Finto finanziere al telefono: «Lei ha commesso un furto». Ma l’anziano smaschera la truffa
A San Vendemiano un agricoltore in pensione vittima di una tentata truffa nella serata di sabato 12 settembre. Il finto militare al telefono lo ha accusato di un ingente furto di profumi a Conegliano, chiedendo tremila euro come risarcimento

Tentata truffa a San Vendemiano nella serata di sabato 12 settembre con le stesse modalità che qualche settimana fa avevano visto vittima una pensionata di Nove di Vittorio Veneto, derubata in pochi minuti di tutti gli ori che aveva in casa.
Questa volta l'obiettivo dei due complici è stato un agricoltore in pensione che vive a San Vendemiano. Praticamente identica o quasi la modalità della truffa.

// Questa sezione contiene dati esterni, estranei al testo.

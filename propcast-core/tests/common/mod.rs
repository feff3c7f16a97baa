//! Shared fixtures for scheduler integration tests
//!
//! - [`RecordingTransport`]: scripted uplink that keeps every payload
//! - [`Fixture`]: store plus groups builder with a mock clock

#![allow(dead_code)]

use std::collections::VecDeque;

use propcast_core::{
    time::MockTimeSource, GroupId, GroupRegistry, PropertyDefaults, PropertyId, PropertyStore,
    Scheduler, SchedulerConfig, Transport,
};

/// Uplink that records payloads and answers from a script
#[derive(Debug, Default)]
pub struct RecordingTransport {
    pub offline: bool,
    /// Answers for upcoming publishes; accepted once exhausted
    pub script: VecDeque<bool>,
    pub payloads: Vec<String>,
    pub attempts: usize,
}

impl RecordingTransport {
    pub fn new() -> Self {
        Self::default()
    }

    pub fn offline() -> Self {
        Self { offline: true, ..Self::default() }
    }

    /// Reject the next `n` publishes
    pub fn reject_next(&mut self, n: usize) {
        self.script.extend(std::iter::repeat(false).take(n));
    }

    pub fn last(&self) -> Option<&str> {
        self.payloads.last().map(String::as_str)
    }

    /// Parse the last payload as a JSON object
    pub fn last_json(&self) -> serde_json::Map<String, serde_json::Value> {
        let payload = self.last().expect("nothing published");
        match serde_json::from_str(payload).expect("payload is not valid JSON") {
            serde_json::Value::Object(map) => map,
            other => panic!("payload is not an object: {other}"),
        }
    }
}

impl Transport for RecordingTransport {
    fn is_ready(&self) -> bool {
        !self.offline
    }

    fn publish(&mut self, payload: &str) -> bool {
        self.attempts += 1;
        self.payloads.push(payload.to_owned());
        self.script.pop_front().unwrap_or(true)
    }
}

/// Store and groups under construction
pub struct Fixture {
    pub store: PropertyStore,
    pub groups: GroupRegistry,
}

impl Fixture {
    pub fn new() -> Self {
        Self { store: PropertyStore::new(), groups: GroupRegistry::new() }
    }

    /// New properties start unchanged
    pub fn quiet() -> Self {
        Self {
            store: PropertyStore::with_defaults(PropertyDefaults::new(0, false)),
            groups: GroupRegistry::new(),
        }
    }

    pub fn int(&mut self, name: &str) -> PropertyId {
        self.store.create_numeric(name, 1, 0, true).expect("create numeric")
    }

    pub fn group(&mut self, period_ms: u32, only_if_changed: bool, members: &[PropertyId]) -> GroupId {
        let group = self.groups.create(period_ms, only_if_changed).expect("create group");
        for &id in members {
            self.groups.add_property(&self.store, id, group).expect("add member");
        }
        group
    }

    pub fn scheduler<'a>(
        &'a self,
        clock: &'a MockTimeSource,
    ) -> Scheduler<&'a PropertyStore, &'a MockTimeSource> {
        Scheduler::new(&self.store, self.groups.clone(), clock, SchedulerConfig::default())
    }
}
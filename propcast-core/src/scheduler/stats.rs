//! Scheduler counters

/// Running totals since the scheduler was created
#[derive(Debug, Clone, Copy, Default, PartialEq, Eq)]
pub struct SchedulerStats {
    /// Ticks handled
    pub wakes: u64,
    /// Ticks skipped because the transport was not ready
    pub skipped_not_ready: u64,
    /// Payloads the transport accepted
    pub payloads_published: u64,
    /// Payloads the transport rejected
    pub publish_failures: u64,
    /// Wakes aborted because the payload outgrew its capacity
    pub overflows: u64,
    /// Property fragments inside accepted payloads
    pub fragments_sent: u64,
    /// Bytes inside accepted payloads
    pub bytes_sent: u64,
}
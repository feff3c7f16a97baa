//! Runtime configuration
//!
//! Plain structs with sensible defaults. With the `serde` feature they can be
//! loaded from any serde format; missing fields fall back to the defaults.

use crate::constants::{
    DEFAULT_PAYLOAD_CAPACITY, DEFAULT_PROPERTY_CHANGED, DEFAULT_PROPERTY_VALUE,
    DEFAULT_TICK_PERIOD_MS,
};

/// Initial state applied to properties when they are created
#[derive(Debug, Clone, Copy, PartialEq, Eq)]
#[cfg_attr(feature = "serde", derive(serde::Serialize, serde::Deserialize))]
#[cfg_attr(feature = "serde", serde(default))]
pub struct PropertyDefaults {
    /// Starting value of numeric properties
    pub value: i32,
    /// Whether new properties start out as changed
    pub changed: bool,
}

impl PropertyDefaults {
    /// Create defaults with an explicit value and changed state
    pub const fn new(value: i32, changed: bool) -> Self {
        Self { value, changed }
    }
}

impl Default for PropertyDefaults {
    fn default() -> Self {
        Self::new(DEFAULT_PROPERTY_VALUE, DEFAULT_PROPERTY_CHANGED)
    }
}

/// Scheduler configuration
#[derive(Debug, Clone, Copy, PartialEq, Eq)]
#[cfg_attr(feature = "serde", derive(serde::Serialize, serde::Deserialize))]
#[cfg_attr(feature = "serde", serde(default))]
pub struct SchedulerConfig {
    /// Fixed wake interval of the scheduler task
    pub tick_period_ms: u32,
    /// Maximum size of one payload in bytes, braces included.
    ///
    /// Must hold the largest single fragment. A string property whose
    /// `max_len` plus key and quoting exceeds this bound aborts every wake
    /// in which it is eligible, and the other properties of those wakes are
    /// held back with it.
    pub payload_capacity: usize,
}

impl SchedulerConfig {
    /// Set the wake interval
    pub fn with_tick_period_ms(mut self, tick_period_ms: u32) -> Self {
        self.tick_period_ms = tick_period_ms;
        self
    }

    /// Set the payload bound
    pub fn with_payload_capacity(mut self, payload_capacity: usize) -> Self {
        self.payload_capacity = payload_capacity;
        self
    }
}

impl Default for SchedulerConfig {
    fn default() -> Self {
        Self {
            tick_period_ms: DEFAULT_TICK_PERIOD_MS,
            payload_capacity: DEFAULT_PAYLOAD_CAPACITY,
        }
    }
}
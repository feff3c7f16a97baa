//! Async transport contract and stock implementations
//!
//! | type | use |
//! |------|-----|
//! | [`AsyncTransport`] | uplinks whose publish awaits I/O |
//! | [`Blocking`] | wraps a synchronous [`Transport`] |
//! | [`ChannelTransport`] | hands payloads to another task over `mpsc` |

use std::sync::atomic::{AtomicBool, Ordering};
use std::sync::Arc;

use async_trait::async_trait;
use propcast_core::Transport;
use tokio::sync::mpsc;

/// Async version of [`Transport`]
///
/// `publish` is called at most once per wake and only after `is_ready`
/// returned `true` for that wake.
#[async_trait]
pub trait AsyncTransport: Send {
    /// Whether a publish attempt makes sense right now
    fn is_ready(&self) -> bool;

    /// Send one payload; `true` once it has been accepted
    async fn publish(&mut self, payload: &str) -> bool;
}

#[async_trait]
impl<T: AsyncTransport + ?Sized> AsyncTransport for Box<T> {
    fn is_ready(&self) -> bool {
        (**self).is_ready()
    }

    async fn publish(&mut self, payload: &str) -> bool {
        (**self).publish(payload).await
    }
}

/// Adapter running a synchronous transport inside the async task
///
/// The publish runs inline on the runtime thread, so keep it short.
#[derive(Debug, Default)]
pub struct Blocking<T>(pub T);

#[async_trait]
impl<T: Transport + Send> AsyncTransport for Blocking<T> {
    fn is_ready(&self) -> bool {
        self.0.is_ready()
    }

    async fn publish(&mut self, payload: &str) -> bool {
        self.0.publish(payload)
    }
}

#[derive(Debug)]
struct Flags {
    ready: AtomicBool,
    rejecting: AtomicBool,
}

/// Transport forwarding payloads over an `mpsc` channel
///
/// Starts not ready. A publish fails when the transport is rejecting or the
/// receiver has been dropped.
#[derive(Debug)]
pub struct ChannelTransport {
    tx: mpsc::Sender<String>,
    flags: Arc<Flags>,
}

/// Remote control for a [`ChannelTransport`]
#[derive(Debug, Clone)]
pub struct TransportControl {
    flags: Arc<Flags>,
}

impl ChannelTransport {
    /// Transport, its control handle and the payload receiver
    pub fn new(buffer: usize) -> (Self, TransportControl, mpsc::Receiver<String>) {
        let (tx, rx) = mpsc::channel(buffer);
        let flags = Arc::new(Flags {
            ready: AtomicBool::new(false),
            rejecting: AtomicBool::new(false),
        });
        let control = TransportControl { flags: Arc::clone(&flags) };
        (Self { tx, flags }, control, rx)
    }
}

#[async_trait]
impl AsyncTransport for ChannelTransport {
    fn is_ready(&self) -> bool {
        self.flags.ready.load(Ordering::Acquire) && !self.tx.is_closed()
    }

    async fn publish(&mut self, payload: &str) -> bool {
        if self.flags.rejecting.load(Ordering::Acquire) {
            return false;
        }
        self.tx.send(payload.to_owned()).await.is_ok()
    }
}

impl TransportControl {
    /// Mark the link up or down
    pub fn set_ready(&self, ready: bool) {
        self.flags.ready.store(ready, Ordering::Release);
    }

    /// Make publishes fail while the link stays up
    pub fn set_rejecting(&self, rejecting: bool) {
        self.flags.rejecting.store(rejecting, Ordering::Release);
    }

    /// Current readiness flag
    pub fn is_ready(&self) -> bool {
        self.flags.ready.load(Ordering::Acquire)
    }
}
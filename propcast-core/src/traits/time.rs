//! Time Source Abstraction
//!
//! The scheduler only needs a millisecond counter. It is 32 bits wide and is
//! expected to wrap, like an RTOS tick count converted to milliseconds; the
//! comparison helpers in [`crate::time`] handle the wrap explicitly.
//!
//! ## Example Implementation
//!
//! ```rust
//! use propcast_core::traits::TimeSource;
//! use propcast_core::time::Timestamp;
//!
//! struct TickCounter {
//!     ticks: u32,
//!     ms_per_tick: u32,
//! }
//!
//! impl TimeSource for TickCounter {
//!     fn now_ms(&self) -> Timestamp {
//!         self.ticks.wrapping_mul(self.ms_per_tick)
//!     }
//! }
//! ```

use crate::time::Timestamp;

/// Source of the wrapping millisecond clock
pub trait TimeSource {
    /// Current time in milliseconds, wrapping at `u32::MAX`
    fn now_ms(&self) -> Timestamp;
}

impl<T: TimeSource + ?Sized> TimeSource for &T {
    fn now_ms(&self) -> Timestamp {
        (**self).now_ms()
    }
}

#[cfg(target_has_atomic = "ptr")]
impl<T: TimeSource + ?Sized> TimeSource for alloc::sync::Arc<T> {
    fn now_ms(&self) -> Timestamp {
        (**self).now_ms()
    }
}
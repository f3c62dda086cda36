use serde::{Deserialize, Serialize};

/// Rendering options for the formatter output
#[derive(Debug, Clone, PartialEq, Eq, Serialize, Deserialize)]
#[serde(default)]
pub struct FormatOptions {
    /// Escape text and attribute values for HTML. Off by default: text is
    /// emitted as the document holds it.
    pub escape_html: bool,
    pub tags: TagNames,
}

impl Default for FormatOptions {
    fn default() -> Self {
        Self {
            escape_html: false,
            tags: TagNames::default(),
        }
    }
}

/// Element names rendered for each [`BlockTag`](crate::formatting::BlockTag)
#[derive(Debug, Clone, PartialEq, Eq, Serialize, Deserialize)]
#[serde(default)]
pub struct TagNames {
    pub heading: String,
    pub paragraph: String,
}

impl Default for TagNames {
    fn default() -> Self {
        Self {
            heading: "h1".to_string(),
            paragraph: "p".to_string(),
        }
    }
}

Un finto finanziere ha telefonato al fisso di casa spiegando all'agricoltore che la targa della sua auto era stata riconosciuta dai testimoni di un ingente furto di profumi a Conegliano. Di fronte alle obiezioni del pensionato, il truffatore lo ha avvisato dell'imminente visita in casa di un altro finanziere (un complice) che avrebbe preteso 3000 euro a risarcimento del furto, in modo da fargli evitare la denuncia.
Il pensionato ha telefonato col cellulare al figlio, chiedendo lumi. Avvisato della truffa in corso, ha negato la sua disponibilità al finto finanziere al telefono fisso, che ha preferito non insistere, chiedendogli però di non divulgare notizia della telefonata ricevuta.
Truffe simili nei giorni scorsi sono state tentate (e a volte riuscite) anche a Refrontolo e Vittorio Veneto.